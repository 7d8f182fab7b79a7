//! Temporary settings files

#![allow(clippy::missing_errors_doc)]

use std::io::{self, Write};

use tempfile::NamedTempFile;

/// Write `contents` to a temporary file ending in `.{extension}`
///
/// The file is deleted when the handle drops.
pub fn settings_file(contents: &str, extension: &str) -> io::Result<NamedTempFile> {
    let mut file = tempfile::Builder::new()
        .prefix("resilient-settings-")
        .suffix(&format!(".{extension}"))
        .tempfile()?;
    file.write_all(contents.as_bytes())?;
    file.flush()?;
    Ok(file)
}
---
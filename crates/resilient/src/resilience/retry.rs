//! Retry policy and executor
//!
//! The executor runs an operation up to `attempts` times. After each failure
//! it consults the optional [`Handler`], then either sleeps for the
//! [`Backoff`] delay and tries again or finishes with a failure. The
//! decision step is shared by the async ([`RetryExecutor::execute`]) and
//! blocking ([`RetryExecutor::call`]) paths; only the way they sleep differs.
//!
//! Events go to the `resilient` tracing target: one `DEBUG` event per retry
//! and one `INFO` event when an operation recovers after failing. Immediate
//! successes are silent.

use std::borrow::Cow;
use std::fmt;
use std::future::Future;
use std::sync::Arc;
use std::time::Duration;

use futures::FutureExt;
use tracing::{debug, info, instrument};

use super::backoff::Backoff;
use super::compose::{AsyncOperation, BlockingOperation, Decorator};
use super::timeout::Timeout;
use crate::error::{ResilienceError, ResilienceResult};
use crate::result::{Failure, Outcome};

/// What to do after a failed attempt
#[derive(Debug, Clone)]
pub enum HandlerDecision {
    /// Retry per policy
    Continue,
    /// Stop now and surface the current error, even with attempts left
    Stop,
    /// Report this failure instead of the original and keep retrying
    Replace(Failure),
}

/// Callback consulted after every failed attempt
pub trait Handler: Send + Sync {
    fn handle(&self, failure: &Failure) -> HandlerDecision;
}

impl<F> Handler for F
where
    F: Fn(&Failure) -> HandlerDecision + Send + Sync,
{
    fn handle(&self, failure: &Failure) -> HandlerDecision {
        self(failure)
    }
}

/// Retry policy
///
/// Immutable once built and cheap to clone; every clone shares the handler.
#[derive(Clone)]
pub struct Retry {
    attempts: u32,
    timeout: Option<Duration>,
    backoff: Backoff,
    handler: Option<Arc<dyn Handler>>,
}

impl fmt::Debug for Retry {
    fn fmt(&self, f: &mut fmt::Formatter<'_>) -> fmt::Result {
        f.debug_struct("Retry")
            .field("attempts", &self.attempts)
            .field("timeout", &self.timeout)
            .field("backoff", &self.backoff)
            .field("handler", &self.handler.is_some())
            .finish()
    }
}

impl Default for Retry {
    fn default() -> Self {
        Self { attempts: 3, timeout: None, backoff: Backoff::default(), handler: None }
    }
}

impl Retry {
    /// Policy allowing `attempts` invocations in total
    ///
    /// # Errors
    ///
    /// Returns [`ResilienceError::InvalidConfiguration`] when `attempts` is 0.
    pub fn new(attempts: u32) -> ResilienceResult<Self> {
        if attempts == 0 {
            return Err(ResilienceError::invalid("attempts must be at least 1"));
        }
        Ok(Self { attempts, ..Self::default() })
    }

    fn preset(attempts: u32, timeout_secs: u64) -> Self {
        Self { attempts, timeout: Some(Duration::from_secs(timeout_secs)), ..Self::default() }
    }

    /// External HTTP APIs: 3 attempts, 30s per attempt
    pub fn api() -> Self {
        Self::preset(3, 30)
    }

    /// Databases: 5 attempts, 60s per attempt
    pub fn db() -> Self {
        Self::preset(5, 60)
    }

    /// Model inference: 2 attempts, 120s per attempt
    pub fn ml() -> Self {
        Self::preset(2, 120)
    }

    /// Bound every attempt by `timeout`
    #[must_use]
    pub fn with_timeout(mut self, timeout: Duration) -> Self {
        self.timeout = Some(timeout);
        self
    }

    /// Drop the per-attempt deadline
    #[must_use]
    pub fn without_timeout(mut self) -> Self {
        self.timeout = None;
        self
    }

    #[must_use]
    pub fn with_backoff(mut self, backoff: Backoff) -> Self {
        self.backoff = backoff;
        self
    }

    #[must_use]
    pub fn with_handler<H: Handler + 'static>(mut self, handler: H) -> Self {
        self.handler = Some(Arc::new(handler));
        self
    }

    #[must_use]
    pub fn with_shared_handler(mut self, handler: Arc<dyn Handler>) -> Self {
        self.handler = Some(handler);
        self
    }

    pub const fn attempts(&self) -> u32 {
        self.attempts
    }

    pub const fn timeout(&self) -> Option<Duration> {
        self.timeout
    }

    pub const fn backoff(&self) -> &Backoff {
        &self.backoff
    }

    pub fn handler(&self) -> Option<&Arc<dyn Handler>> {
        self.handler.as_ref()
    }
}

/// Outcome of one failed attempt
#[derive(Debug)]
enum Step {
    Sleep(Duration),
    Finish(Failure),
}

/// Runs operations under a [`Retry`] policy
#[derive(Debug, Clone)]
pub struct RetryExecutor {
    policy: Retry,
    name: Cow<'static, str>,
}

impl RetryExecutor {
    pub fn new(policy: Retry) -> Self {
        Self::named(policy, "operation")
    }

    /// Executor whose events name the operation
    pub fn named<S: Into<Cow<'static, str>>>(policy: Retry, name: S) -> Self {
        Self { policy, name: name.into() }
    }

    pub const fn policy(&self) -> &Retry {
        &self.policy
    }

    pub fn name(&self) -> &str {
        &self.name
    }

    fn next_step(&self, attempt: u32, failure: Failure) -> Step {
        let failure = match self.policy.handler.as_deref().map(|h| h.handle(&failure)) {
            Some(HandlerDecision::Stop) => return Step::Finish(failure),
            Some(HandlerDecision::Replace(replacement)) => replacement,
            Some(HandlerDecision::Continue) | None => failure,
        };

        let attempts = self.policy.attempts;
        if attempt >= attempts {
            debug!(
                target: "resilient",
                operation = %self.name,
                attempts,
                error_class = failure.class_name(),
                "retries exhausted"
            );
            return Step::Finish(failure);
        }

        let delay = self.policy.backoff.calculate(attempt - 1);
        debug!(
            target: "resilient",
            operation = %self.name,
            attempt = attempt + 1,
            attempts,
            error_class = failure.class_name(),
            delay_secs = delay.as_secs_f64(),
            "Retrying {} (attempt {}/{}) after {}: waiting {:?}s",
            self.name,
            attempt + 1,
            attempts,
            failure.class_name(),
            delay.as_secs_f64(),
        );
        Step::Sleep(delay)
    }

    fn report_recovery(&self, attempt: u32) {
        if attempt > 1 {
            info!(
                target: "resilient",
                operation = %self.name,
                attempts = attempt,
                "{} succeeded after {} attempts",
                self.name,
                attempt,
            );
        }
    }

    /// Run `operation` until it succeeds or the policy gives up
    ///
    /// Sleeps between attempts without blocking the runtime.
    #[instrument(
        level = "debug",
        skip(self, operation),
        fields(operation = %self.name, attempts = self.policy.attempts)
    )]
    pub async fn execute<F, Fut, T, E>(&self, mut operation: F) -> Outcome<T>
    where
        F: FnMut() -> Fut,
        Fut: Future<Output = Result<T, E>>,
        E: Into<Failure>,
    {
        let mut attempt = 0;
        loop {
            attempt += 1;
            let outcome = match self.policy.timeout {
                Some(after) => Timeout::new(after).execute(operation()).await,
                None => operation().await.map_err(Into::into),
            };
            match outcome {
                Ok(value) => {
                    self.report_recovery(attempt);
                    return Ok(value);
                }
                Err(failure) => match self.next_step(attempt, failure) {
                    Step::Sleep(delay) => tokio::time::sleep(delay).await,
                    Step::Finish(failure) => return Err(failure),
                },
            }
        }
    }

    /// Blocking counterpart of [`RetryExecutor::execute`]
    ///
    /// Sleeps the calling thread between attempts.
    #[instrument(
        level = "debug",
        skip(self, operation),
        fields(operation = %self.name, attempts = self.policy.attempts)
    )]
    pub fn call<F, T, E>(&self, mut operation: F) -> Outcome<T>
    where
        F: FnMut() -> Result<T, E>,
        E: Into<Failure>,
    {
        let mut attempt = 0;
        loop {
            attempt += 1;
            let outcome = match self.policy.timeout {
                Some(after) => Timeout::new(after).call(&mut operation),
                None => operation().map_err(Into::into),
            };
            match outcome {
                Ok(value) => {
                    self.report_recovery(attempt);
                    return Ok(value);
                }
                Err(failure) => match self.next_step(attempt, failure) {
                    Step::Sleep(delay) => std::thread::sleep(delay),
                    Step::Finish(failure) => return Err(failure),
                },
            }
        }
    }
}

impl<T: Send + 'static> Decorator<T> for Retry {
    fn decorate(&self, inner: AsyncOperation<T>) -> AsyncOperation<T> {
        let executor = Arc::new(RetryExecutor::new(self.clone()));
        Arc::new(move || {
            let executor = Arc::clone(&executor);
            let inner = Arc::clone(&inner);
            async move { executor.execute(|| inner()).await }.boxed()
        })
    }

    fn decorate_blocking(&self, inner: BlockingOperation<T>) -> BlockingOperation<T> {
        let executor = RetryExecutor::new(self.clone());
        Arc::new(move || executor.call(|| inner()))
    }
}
--
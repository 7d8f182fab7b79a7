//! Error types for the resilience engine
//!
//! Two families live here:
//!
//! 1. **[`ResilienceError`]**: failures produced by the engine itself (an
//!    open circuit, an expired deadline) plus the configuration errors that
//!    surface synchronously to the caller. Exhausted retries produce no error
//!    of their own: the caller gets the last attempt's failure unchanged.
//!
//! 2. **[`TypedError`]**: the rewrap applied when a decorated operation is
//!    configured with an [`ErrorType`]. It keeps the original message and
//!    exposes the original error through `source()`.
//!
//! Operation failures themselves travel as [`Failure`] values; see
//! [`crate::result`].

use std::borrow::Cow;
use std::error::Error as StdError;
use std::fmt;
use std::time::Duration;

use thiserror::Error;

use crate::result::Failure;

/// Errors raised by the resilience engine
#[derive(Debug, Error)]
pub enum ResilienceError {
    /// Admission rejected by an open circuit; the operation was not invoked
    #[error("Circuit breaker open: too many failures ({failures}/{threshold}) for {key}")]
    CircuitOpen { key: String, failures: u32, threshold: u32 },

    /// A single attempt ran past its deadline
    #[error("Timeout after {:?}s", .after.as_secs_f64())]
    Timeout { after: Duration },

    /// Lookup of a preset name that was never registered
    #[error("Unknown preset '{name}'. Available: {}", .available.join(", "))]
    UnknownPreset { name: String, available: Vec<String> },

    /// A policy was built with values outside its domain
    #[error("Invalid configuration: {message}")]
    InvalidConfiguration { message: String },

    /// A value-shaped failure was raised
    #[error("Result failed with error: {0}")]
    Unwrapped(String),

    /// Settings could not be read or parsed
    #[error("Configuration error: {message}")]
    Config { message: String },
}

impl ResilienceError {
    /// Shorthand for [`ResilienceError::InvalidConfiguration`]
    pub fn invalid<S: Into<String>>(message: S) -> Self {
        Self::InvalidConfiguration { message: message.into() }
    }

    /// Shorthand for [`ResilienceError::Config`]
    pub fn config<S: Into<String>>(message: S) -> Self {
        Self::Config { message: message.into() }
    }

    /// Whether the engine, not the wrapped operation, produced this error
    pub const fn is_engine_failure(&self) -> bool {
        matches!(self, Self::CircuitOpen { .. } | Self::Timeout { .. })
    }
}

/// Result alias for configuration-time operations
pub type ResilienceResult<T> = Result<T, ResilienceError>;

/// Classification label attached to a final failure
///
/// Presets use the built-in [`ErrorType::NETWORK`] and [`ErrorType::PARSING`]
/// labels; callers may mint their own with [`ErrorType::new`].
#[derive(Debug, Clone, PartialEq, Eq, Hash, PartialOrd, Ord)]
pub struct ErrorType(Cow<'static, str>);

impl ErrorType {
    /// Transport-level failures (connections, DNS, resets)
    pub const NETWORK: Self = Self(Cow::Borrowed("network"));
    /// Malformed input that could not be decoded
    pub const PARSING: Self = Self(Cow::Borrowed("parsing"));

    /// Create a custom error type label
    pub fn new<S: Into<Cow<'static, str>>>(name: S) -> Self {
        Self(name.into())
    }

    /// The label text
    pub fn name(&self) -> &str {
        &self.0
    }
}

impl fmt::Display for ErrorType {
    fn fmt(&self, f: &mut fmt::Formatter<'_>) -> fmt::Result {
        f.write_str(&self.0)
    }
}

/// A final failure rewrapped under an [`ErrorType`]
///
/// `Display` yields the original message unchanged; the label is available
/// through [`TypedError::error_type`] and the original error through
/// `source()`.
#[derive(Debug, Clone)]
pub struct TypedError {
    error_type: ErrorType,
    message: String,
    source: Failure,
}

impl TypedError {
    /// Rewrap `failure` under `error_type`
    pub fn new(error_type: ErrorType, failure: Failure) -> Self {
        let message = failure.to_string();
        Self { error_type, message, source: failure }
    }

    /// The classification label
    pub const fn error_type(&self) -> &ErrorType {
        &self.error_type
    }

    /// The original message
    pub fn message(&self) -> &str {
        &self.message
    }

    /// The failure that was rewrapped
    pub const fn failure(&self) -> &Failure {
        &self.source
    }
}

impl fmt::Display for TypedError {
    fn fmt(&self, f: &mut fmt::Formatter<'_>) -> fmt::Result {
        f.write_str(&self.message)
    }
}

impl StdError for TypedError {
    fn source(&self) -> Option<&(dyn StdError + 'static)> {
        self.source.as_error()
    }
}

■ **REQUIRED WORK**:
For each line above that contains the word "BlockingOperation", make a copy.

■ **OUTPUT FOR THIS EXERCISE**:
use super::compose::{AsyncOperation, BlockingOperation, Decorator};
    fn decorate_blocking(&self, inner: BlockingOperation<T>) -> BlockingOperation<T> {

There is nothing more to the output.